Records contained in a dataset:
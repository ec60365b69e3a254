//! Binding definition types

use crate::fallback::FallbackPolicy;
use crate::http::{HttpClient, HttpPageFetcher, MarkerStyle, PageMap};
use crate::lister::Lister;
use crate::resolver::MarkerResolver;
use serde::{Deserialize, Serialize};
use serde_json::Value;
use std::sync::Arc;

/// One declaratively-bound listing endpoint
#[derive(Debug, Clone, Serialize, Deserialize)]
#[serde(rename_all = "snake_case")]
pub struct ListingBinding {
    /// Binding name
    pub name: String,
    /// Request path, with optional `{region}`/`{parent}` placeholders
    pub path: String,
    /// Dot path to the item array in the response body
    pub items_path: String,
    /// Continuation declaration; absent means single-page listings
    #[serde(default)]
    pub marker: Option<MarkerBinding>,
    /// Treat a not-found listing as empty instead of an error
    #[serde(default)]
    pub absent_as_empty: bool,
}

/// How a binding's listing continues past the first page
#[derive(Debug, Clone, Serialize, Deserialize)]
#[serde(rename_all = "snake_case")]
pub struct MarkerBinding {
    /// Continuation scheme
    pub style: MarkerStyleBinding,
    /// Dot path to the raw marker in the response body
    pub path: String,
    /// Query parameter carrying the cursor (unused for `next_url`)
    #[serde(default)]
    pub param: Option<String>,
}

/// Continuation schemes a binding can declare
#[derive(Debug, Clone, Copy, PartialEq, Eq, Serialize, Deserialize)]
#[serde(rename_all = "snake_case")]
pub enum MarkerStyleBinding {
    /// Opaque string token
    Token,
    /// Numeric offset
    Offset,
    /// Page number
    PageNumber,
    /// Full next-page URL in the response body
    NextUrl,
}

impl ListingBinding {
    /// Turn this binding into a ready lister over the given client
    ///
    /// Items come through as raw JSON values; callers wanting typed items
    /// wire up an [`HttpPageFetcher`] themselves.
    pub fn into_lister(self, client: Arc<HttpClient>) -> Lister<HttpPageFetcher<Value>> {
        let mut map = PageMap::new(self.items_path);
        let resolver = match &self.marker {
            None => MarkerResolver::token("marker"),
            Some(marker) => {
                map = map.with_marker(marker.path.clone(), marker.style.into());
                marker.resolver()
            }
        };

        let fetcher = Arc::new(HttpPageFetcher::new(client, self.path, map));
        let mut lister = Lister::new(fetcher, resolver);
        if self.absent_as_empty {
            lister = lister.with_fallback(FallbackPolicy::on_not_found());
        }
        lister
    }
}

impl MarkerBinding {
    fn resolver(&self) -> MarkerResolver {
        let param = self.param.clone().unwrap_or_default();
        match self.style {
            MarkerStyleBinding::Token => MarkerResolver::token(param),
            MarkerStyleBinding::Offset => MarkerResolver::offset(param),
            MarkerStyleBinding::PageNumber => MarkerResolver::page_number(param),
            MarkerStyleBinding::NextUrl => MarkerResolver::next_url(),
        }
    }
}

impl From<MarkerStyleBinding> for MarkerStyle {
    fn from(style: MarkerStyleBinding) -> Self {
        match style {
            MarkerStyleBinding::Token => MarkerStyle::Token,
            MarkerStyleBinding::Offset | MarkerStyleBinding::PageNumber => MarkerStyle::Offset,
            MarkerStyleBinding::NextUrl => MarkerStyle::NextUrl,
        }
    }
}
//! Fetch boundary
//!
//! The engine never issues requests itself. Each listing endpoint supplies
//! a [`PageFetcher`] that performs one request/response cycle and yields an
//! already-deserialized [`Page`]. The fetcher closes over whatever client
//! it needs (passed in at construction, never looked up from ambient
//! state) and is expected to raise a typed not-found condition the
//! fallback policy can recognize.

use crate::args::CallArgs;
use crate::error::Result;
use crate::page::Page;
use crate::resolver::NextCall;
use async_trait::async_trait;
use futures::future::BoxFuture;
use std::fmt;
use std::sync::Arc;

/// One endpoint's page fetch operations
#[async_trait]
pub trait PageFetcher: Send + Sync {
    /// The item type this endpoint lists
    type Item: Send;

    /// Fetch the first page for the given arguments
    async fn fetch_first(&self, args: &CallArgs) -> Result<Page<Self::Item>>;

    /// Fetch a subsequent page described by a resolved continuation
    async fn fetch_next(&self, call: &NextCall) -> Result<Page<Self::Item>>;
}

type FirstFn<T> = dyn Fn(CallArgs) -> BoxFuture<'static, Result<Page<T>>> + Send + Sync;
type NextFn<T> = dyn Fn(NextCall) -> BoxFuture<'static, Result<Page<T>>> + Send + Sync;

/// A [`PageFetcher`] built from two closures
///
/// For call sites and tests that do not want a named fetcher type.
pub struct FetchFn<T> {
    first: Arc<FirstFn<T>>,
    next: Arc<NextFn<T>>,
}

impl<T> Clone for FetchFn<T> {
    fn clone(&self) -> Self {
        Self {
            first: Arc::clone(&self.first),
            next: Arc::clone(&self.next),
        }
    }
}

impl<T> FetchFn<T> {
    /// Build a fetcher from a first-page closure and a next-page closure
    pub fn new<F1, Fut1, F2, Fut2>(first: F1, next: F2) -> Self
    where
        F1: Fn(CallArgs) -> Fut1 + Send + Sync + 'static,
        Fut1: std::future::Future<Output = Result<Page<T>>> + Send + 'static,
        F2: Fn(NextCall) -> Fut2 + Send + Sync + 'static,
        Fut2: std::future::Future<Output = Result<Page<T>>> + Send + 'static,
    {
        Self {
            first: Arc::new(move |args: CallArgs| -> BoxFuture<'static, Result<Page<T>>> {
                Box::pin(first(args))
            }),
            next: Arc::new(move |call: NextCall| -> BoxFuture<'static, Result<Page<T>>> {
                Box::pin(next(call))
            }),
        }
    }
}

#[async_trait]
impl<T: Send + Sync> PageFetcher for FetchFn<T> {
    type Item = T;

    async fn fetch_first(&self, args: &CallArgs) -> Result<Page<T>> {
        (self.first)(args.clone()).await
    }

    async fn fetch_next(&self, call: &NextCall) -> Result<Page<T>> {
        (self.next)(call.clone()).await
    }
}

impl<T> fmt::Debug for FetchFn<T> {
    fn fmt(&self, f: &mut fmt::Formatter<'_>) -> fmt::Result {
        f.debug_struct("FetchFn").finish_non_exhaustive()
    }
}

#[cfg(test)]
mod tests;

__Exercise description__: Nothing but the lines from the one containing "async fn fetch_first(&self, args: &CallArgs) -> Result<Page<T>>" to the end of the entries belongs in the answer, and each must match exactly.

__Result of the task__:
    async fn fetch_first(&self, args: &CallArgs) -> Result<Page<T>> {
        (self.first)(args.clone()).await
    }

    async fn fetch_next(&self, call: &NextCall) -> Result<Page<T>> {
        (self.next)(call.clone()).await
    }
}

impl<T> fmt::Debug for FetchFn<T> {
    fn fmt(&self, f: &mut fmt::Formatter<'_>) -> fmt::Result {
        f.debug_struct("FetchFn").finish_non_exhaustive()
    }
}

#[cfg(test)]
mod tests;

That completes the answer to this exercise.